The qualitative and quantitative analysis of error sources for the best-performing detector reveals methodical weaknesses in dense traffic scenes. For these, the commonly used (greedy) implementation of non-maximum suppression, which is needed in the post-processing of the analyzed deep learning methods, poses a tradeoff between recall and precision.
As the robustness of detection and pose estimation is also important in dense groups of persons, the third part of the thesis focuses on improving both tasks for such scenarios. Learning the task of non-maximumsuppression with a neural network architecture incorporating the head boxes of pedestrians as further attributes to discriminate persons in groups does not improve performance. Yet, the experiments reveal issues with ambiguities in detection and attribute estimation (e.g. head box estimation) for pedestrians that highly overlap each other.
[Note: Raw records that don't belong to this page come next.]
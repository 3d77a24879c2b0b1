//! Possible conditions for a list of symptoms.

use serde::{Deserialize, Serialize};
use serde_json::json;

use healthwise_contracts::{
    contract::{ContractRule, ContractRuleType, ResponseContract},
    error::{HealthwiseError, HealthwiseResult},
};
use healthwise_core::{
    traits::{ResponseVerifier, TextGenerator},
    PromptTemplate, StructuredFlow,
};

pub const FLOW_NAME: &str = "symptomCheckerFlow";

const PROMPT: &str = r#"You are a medical expert. Given the following symptoms, suggest potential diseases or conditions that could be causing them, and provide recommendations on what the user should do next.

Symptoms: {{{symptoms}}}

Respond in a clear and concise manner, as a JSON object with the keys "suggestedConditions" and "recommendations"."#;

#[derive(Debug, Clone, Serialize, Deserialize)]
pub struct SymptomCheckRequest {
    /// Comma-separated symptoms, e.g. "fever, cough, sore throat".
    pub symptoms: String,
}

#[derive(Debug, Clone, PartialEq, Eq, Serialize, Deserialize)]
#[serde(rename_all = "camelCase")]
pub struct SymptomSuggestions {
    pub suggested_conditions: String,
    pub recommendations: String,
}

pub fn contract() -> ResponseContract {
    ResponseContract {
        contract_id: "symptom-suggestions-v1".to_string(),
        json_schema: json!({
            "type": "object",
            "properties": {
                "suggestedConditions": { "type": "string" },
                "recommendations": { "type": "string" }
            },
            "required": ["suggestedConditions", "recommendations"]
        }),
        rules: vec![ContractRule {
            rule_id: "conditions-present".to_string(),
            description: "At least one condition must be suggested".to_string(),
            rule_type: ContractRuleType::RequiredField {
                field_path: "suggestedConditions".to_string(),
            },
        }],
    }
}

pub fn flow() -> StructuredFlow<SymptomSuggestions> {
    StructuredFlow::new(FLOW_NAME, PromptTemplate::new(PROMPT), contract())
}

/// Suggest conditions for the symptoms in `request`.
///
/// The symptom list is normalized to `a, b, c` before it is sent; a list
/// with no non-blank symptom is `InvalidInput`.
pub fn suggest_conditions(
    request: &SymptomCheckRequest,
    generator: &dyn TextGenerator,
    verifier: &dyn ResponseVerifier,
) -> HealthwiseResult<SymptomSuggestions> {
    let symptoms: Vec<&str> = request
        .symptoms
        .split(',')
        .map(str::trim)
        .filter(|s| !s.is_empty())
        .collect();
    if symptoms.is_empty() {
        return Err(HealthwiseError::invalid_input("list at least one symptom"));
    }

    let request = SymptomCheckRequest { symptoms: symptoms.join(", ") };
    flow().run(&request, generator, verifier)
}
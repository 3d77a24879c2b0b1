//! Symptom text normalization and keyword matching.
//!
//! Symptom text is a comma-separated list of free-text phrases. Each phrase
//! is lower-cased, trimmed, and has inner whitespace collapsed; empty phrases
//! are discarded. A keyword matches a phrase when the phrase contains it, so
//! "sudden chest pain at rest" matches "chest pain".

/// Split `text` into normalized symptom fragments.
pub fn symptom_fragments(text: &str) -> Vec<String> {
    text.split(',')
        .map(normalize)
        .filter(|fragment| !fragment.is_empty())
        .collect()
}

fn normalize(phrase: &str) -> String {
    phrase
        .split_whitespace()
        .map(str::to_lowercase)
        .collect::<Vec<_>>()
        .join(" ")
}

/// A fixed set of symptom keywords.
#[derive(Debug, Clone, Default)]
pub struct SymptomMatcher {
    keywords: Vec<String>,
}

impl SymptomMatcher {
    /// Build a matcher. Keywords are normalized like fragments; blank and
    /// duplicate keywords are dropped, first occurrence wins.
    pub fn new<I, S>(keywords: I) -> Self
    where
        I: IntoIterator<Item = S>,
        S: AsRef<str>,
    {
        let mut normalized: Vec<String> = Vec::new();
        for keyword in keywords {
            let keyword = normalize(keyword.as_ref());
            if !keyword.is_empty() && !normalized.contains(&keyword) {
                normalized.push(keyword);
            }
        }
        Self { keywords: normalized }
    }

    pub fn is_empty(&self) -> bool {
        self.keywords.is_empty()
    }

    /// Keywords found in any of `fragments`, in keyword order.
    pub fn matched(&self, fragments: &[String]) -> Vec<String> {
        self.keywords
            .iter()
            .filter(|keyword| fragments.iter().any(|f| f.contains(keyword.as_str())))
            .cloned()
            .collect()
    }
}
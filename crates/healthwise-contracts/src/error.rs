//! Error types shared by every HealthWise crate.
//!
//! All fallible operations return `HealthwiseResult<T>`. Variants carry a
//! human-readable reason so callers can surface them directly in a retry-capable
//! error state.

use thiserror::Error;

/// The unified error type for HealthWise flows.
#[derive(Debug, Error)]
pub enum HealthwiseError {
    /// The text-generation service returned nothing usable: no output, output
    /// that is not JSON, or JSON that breaks the flow's response contract.
    ///
    /// Never converted into a default result. The caller decides whether to
    /// invoke the flow again.
    #[error("generation failed: {reason}")]
    GenerationFailure { reason: String },

    /// The caller supplied input outside the domain a flow accepts.
    #[error("invalid input: {reason}")]
    InvalidInput { reason: String },

    /// A triage table, prompt template, or other configuration is missing or malformed.
    #[error("configuration error: {reason}")]
    ConfigError { reason: String },
}

impl HealthwiseError {
    pub fn generation(reason: impl Into<String>) -> Self {
        Self::GenerationFailure { reason: reason.into() }
    }

    pub fn invalid_input(reason: impl Into<String>) -> Self {
        Self::InvalidInput { reason: reason.into() }
    }

    pub fn config(reason: impl Into<String>) -> Self {
        Self::ConfigError { reason: reason.into() }
    }
}

/// Convenience alias used throughout the HealthWise crates.
pub type HealthwiseResult<T> = Result<T, HealthwiseError>;
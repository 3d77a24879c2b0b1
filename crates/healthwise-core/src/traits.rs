//! Core trait definitions.
//!
//! - `UrgencyAssessor`  — classifies vitals into an urgency assessment
//! - `TextGenerator`    — the external text-generation service (untrusted)
//! - `ResponseVerifier` — checks a generated payload against its contract
//!
//! `StructuredFlow` wires the last two together. Nothing a `TextGenerator`
//! returns reaches a caller until a `ResponseVerifier` has accepted it.

use healthwise_contracts::{
    assessment::UrgencyAssessment,
    contract::{ConformanceReport, ResponseContract},
    error::HealthwiseResult,
    generation::GenerationRequest,
    vitals::VitalSigns,
};

/// Anything that can turn vitals into an urgency assessment.
///
/// Implemented by the rule-based triage engine and by the generative urgency
/// flow. Identical input must always yield identical output for rule-based
/// implementations.
pub trait UrgencyAssessor: Send + Sync {
    /// Assess `vitals`.
    ///
    /// The returned `next_steps` always ends with the disclaimer.
    fn assess(&self, vitals: &VitalSigns) -> HealthwiseResult<UrgencyAssessment>;
}

/// A hosted language model, seen as an opaque prompt-in, text-out service.
///
/// Implementations should return the raw reply text. They must not retry;
/// retry policy belongs to the caller of the flow.
pub trait TextGenerator: Send + Sync {
    fn generate(&self, request: &GenerationRequest) -> HealthwiseResult<String>;
}

/// Checks a generated JSON payload against a declarative `ResponseContract`.
pub trait ResponseVerifier: Send + Sync {
    /// Return a report with `passed = true` if every rule holds, otherwise
    /// `passed = false` and the full list of violations.
    fn verify(
        &self,
        payload: &serde_json::Value,
        contract: &ResponseContract,
    ) -> HealthwiseResult<ConformanceReport>;
}
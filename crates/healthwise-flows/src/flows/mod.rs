//! One module per application flow.

pub mod attenders;
pub mod diet_plan;
pub mod first_aid;
pub mod risk;
pub mod symptom_checker;
pub mod urgency;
To solve this ambiguity for pairwise constellations of persons a new pose estimation method is proposed that relies on pairwise detections as input and jointly estimates the two poses of such pairs in a single forward pass within a deep convolutional neural network. As the availability of automotive datasets providing poses and a fair amount of crowded scenes is limited, the EuroCity Persons dataset is extended by additional images and pose annotations, which are made publicly available as the EuroCity Persons Dense Pose dataset. This dataset is the largest pose dataset recorded from a moving vehicle. The experiments on this dataset with the new method show improved performance for poses of pedestrian pairs in comparison with a state of the art method for human pose estimation in crowds.
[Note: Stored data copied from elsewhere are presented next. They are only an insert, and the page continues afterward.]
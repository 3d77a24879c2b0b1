//! # healthwise-verify
//!
//! Response contract verification for HealthWise generative flows.
//!
//! This crate provides [`engine::ContractVerifier`], which implements the
//! [`healthwise_core::traits::ResponseVerifier`] trait. A model reply is
//! checked in two phases:
//!
//! 1. **Structural** — JSON Schema validation via the `jsonschema` crate.
//! 2. **Semantic** — contract rules (`RequiredField`, `AllowedValues`,
//!    `ForbiddenPattern`, `Custom`) evaluated against the payload.
//!
//! ## Quick start
//!
//! ```rust,ignore
//! use healthwise_verify::engine::ContractVerifier;
//!
//! let mut verifier = ContractVerifier::new();
//! verifier.register_check("calories-add-up", Box::new(|payload| {
//!     // return Some(message) on failure
//!     None
//! }));
//! ```

pub mod engine;

pub use engine::{ContractCheckFn, ContractVerifier};
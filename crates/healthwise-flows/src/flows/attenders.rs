//! Medical-attender search.
//!
//! Lookup is exact on the normalized location ("Chennai, TN" and
//! "  chennai,  tn " are the same key). Directories are read-only once
//! built.

use std::collections::HashMap;

use serde::{Deserialize, Serialize};
use tracing::info;

use healthwise_contracts::error::{HealthwiseError, HealthwiseResult};

use crate::mock_data;

#[derive(Debug, Clone, PartialEq, Eq, Serialize, Deserialize)]
pub struct Attender {
    /// Agency or individual name.
    pub name: String,
    pub address: String,
    /// Phone number or email.
    pub contact: String,
    /// e.g. "In-home care", "24/7 support".
    pub services: Vec<String>,
}

#[derive(Debug, Clone, Serialize, Deserialize)]
pub struct AttenderSearch {
    /// City and state, e.g. "Chennai, TN".
    pub location: String,
}

#[derive(Debug, Clone, PartialEq, Eq, Serialize, Deserialize)]
pub struct AttenderSearchResult {
    pub attenders: Vec<Attender>,
    /// Summary of the results, or a hint when nothing was found.
    pub response: String,
}

/// Read-only source of attenders by location.
pub trait AttenderDirectory: Send + Sync {
    /// Attenders serving `location`; empty when none are known.
    fn find(&self, location: &str) -> Vec<Attender>;
}

/// A directory held in memory, keyed by normalized location.
#[derive(Debug, Clone, Default)]
pub struct InMemoryAttenderDirectory {
    entries: HashMap<String, Vec<Attender>>,
}

impl InMemoryAttenderDirectory {
    pub fn new() -> Self {
        Self::default()
    }

    /// The fictional sample entries for Chennai and Coimbatore.
    pub fn with_sample_data() -> Self {
        let mut directory = Self::new();
        for (location, attenders) in mock_data::sample_attenders() {
            for attender in attenders {
                directory.insert(location, attender);
            }
        }
        directory
    }

    pub fn insert(&mut self, location: &str, attender: Attender) {
        self.entries
            .entry(normalize_location(location))
            .or_default()
            .push(attender);
    }

    pub fn locations(&self) -> impl Iterator<Item = &str> {
        self.entries.keys().map(String::as_str)
    }
}

impl AttenderDirectory for InMemoryAttenderDirectory {
    fn find(&self, location: &str) -> Vec<Attender> {
        self.entries
            .get(&normalize_location(location))
            .cloned()
            .unwrap_or_default()
    }
}

/// Lowercase, trim, and collapse whitespace runs (including around commas).
pub fn normalize_location(location: &str) -> String {
    location
        .split(',')
        .map(|part| part.split_whitespace().collect::<Vec<_>>().join(" "))
        .collect::<Vec<_>>()
        .join(", ")
        .to_lowercase()
}

/// Search `directory` for attenders near `search.location`.
///
/// A blank location is `InvalidInput`. An unknown location is not an error:
/// the result is empty and the message suggests a nearby city.
pub fn find_medical_attenders(
    directory: &dyn AttenderDirectory,
    search: &AttenderSearch,
) -> HealthwiseResult<AttenderSearchResult> {
    let location = search.location.trim();
    if location.is_empty() {
        return Err(HealthwiseError::invalid_input("enter a city and state to search"));
    }

    let attenders = directory.find(location);
    info!(location, found = attenders.len(), "medical attender search");

    let response = if attenders.is_empty() {
        format!("No medical attenders were found for {location}. Try searching a nearby city.")
    } else {
        let noun = if attenders.len() == 1 { "attender" } else { "attenders" };
        format!("Found {} medical {noun} in {location}.", attenders.len())
    };

    Ok(AttenderSearchResult { attenders, response })
}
The final chapter of the thesis draws conclusions from the content of the previous chapters of the thesis and discusses the required performance for automated driving. Furthermore, it reasons about efficiency aspects regarding the collection, annotation, and usage of data for deep learning and presents potential future work regarding methodical improvements and end-to-end training of the functional chain for automated driving including the integration of multiple sensors.